WHAT IS BEING ASKED:
Work out how many lines in the entries contain the string "SSHORT", and give nothing but that number.

(RECORDS TO USE begins)

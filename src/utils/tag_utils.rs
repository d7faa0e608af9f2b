//! TIFF tag utilities
//!
//! Utilities for reading TIFF tag values and naming tags in log output.

use std::io::Cursor;
use byteorder::ReadBytesExt;

use crate::errors::{TileError, TileResult};
use crate::io::byte_order::ByteOrderHandler;
use crate::io::seekable::SeekableReader;
use crate::tiff::constants::{field_types, tags};

/// Reads `count` integer tag values of `field_type`, appending them to `values`
///
/// Rational values are packed as `numerator << 32 | denominator`.
pub fn read_tag_value_array(
    reader: &mut dyn SeekableReader,
    field_type: u16,
    count: u64,
    handler: &dyn ByteOrderHandler,
    values: &mut Vec<u64>,
) -> TileResult<()> {
    for _ in 0..count {
        let value = match field_type {
            field_types::BYTE | field_types::SBYTE | field_types::UNDEFINED | field_types::ASCII => {
                reader.read_u8()? as u64
            }
            field_types::SHORT | field_types::SSHORT => handler.read_u16(reader)? as u64,
            field_types::LONG | field_types::SLONG | field_types::FLOAT => handler.read_u32(reader)? as u64,
            field_types::RATIONAL | field_types::SRATIONAL => {
                let num = handler.read_u32(reader)? as u64;
                let den = handler.read_u32(reader)? as u64;
                (num << 32) | den
            }
            field_types::LONG8 | field_types::SLONG8 | field_types::IFD8 | field_types::DOUBLE => {
                handler.read_u64(reader)?
            }
            _ => return Err(TileError::UnsupportedFieldType(field_type)),
        };

        values.push(value);
    }

    Ok(())
}

/// Decodes values stored inside the value field of an IFD entry
///
/// # Arguments
/// * `raw` - The 4 (TIFF) or 8 (BigTIFF) raw bytes of the value field
/// * `field_type` - Field type of the entry
/// * `count` - Number of values
/// * `handler` - The byte order handler
pub fn decode_inline_values(
    raw: &[u8],
    field_type: u16,
    count: u64,
    handler: &dyn ByteOrderHandler,
) -> TileResult<Vec<u64>> {
    let mut cursor = Cursor::new(raw.to_vec());
    let mut values = Vec::with_capacity(count.min(raw.len() as u64) as usize);
    read_tag_value_array(&mut cursor, field_type, count, handler, &mut values)?;
    Ok(values)
}

/// Get the name of a TIFF tag, or "Unknown"
pub fn get_tag_name(tag: u16) -> &'static str {
    match tag {
        tags::NEW_SUBFILE_TYPE => "NewSubfileType",
        tags::IMAGE_WIDTH => "ImageWidth",
        tags::IMAGE_LENGTH => "ImageLength",
        tags::BITS_PER_SAMPLE => "BitsPerSample",
        tags::COMPRESSION => "Compression",
        tags::PHOTOMETRIC_INTERPRETATION => "PhotometricInterpretation",
        tags::IMAGE_DESCRIPTION => "ImageDescription",
        tags::STRIP_OFFSETS => "StripOffsets",
        tags::SAMPLES_PER_PIXEL => "SamplesPerPixel",
        tags::ROWS_PER_STRIP => "RowsPerStrip",
        tags::STRIP_BYTE_COUNTS => "StripByteCounts",
        tags::PLANAR_CONFIGURATION => "PlanarConfiguration",
        tags::SOFTWARE => "Software",
        tags::TILE_WIDTH => "TileWidth",
        tags::TILE_LENGTH => "TileLength",
        tags::TILE_OFFSETS => "TileOffsets",
        tags::TILE_BYTE_COUNTS => "TileByteCounts",
        tags::SAMPLE_FORMAT => "SampleFormat",
        _ => "Unknown",
    }
}

/// Get the name of a TIFF field type, or "Unknown"
pub fn get_field_type_name(field_type: u16) -> &'static str {
    match field_type {
        field_types::BYTE => "BYTE",
        field_types::ASCII => "ASCII",
        field_types::SHORT => "SHORT",
        field_types::LONG => "LONG",
        field_types::RATIONAL => "RATIONAL",
        field_types::SBYTE => "SBYTE",
        field_types::UNDEFINED => "UNDEFINED",
        field_types::SSHORT => "SSHORT",
        field_types::SLONG => "SLONG",
        field_types::SRATIONAL => "SRATIONAL",
        field_types::FLOAT => "FLOAT",
        field_types::DOUBLE => "DOUBLE",
        field_types::LONG8 => "LONG8",
        field_types::SLONG8 => "SLONG8",
        field_types::IFD8 => "IFD8",
        _ => "Unknown",
    }
}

(RECORDS TO USE ends)

EXERCISE ANSWER:
2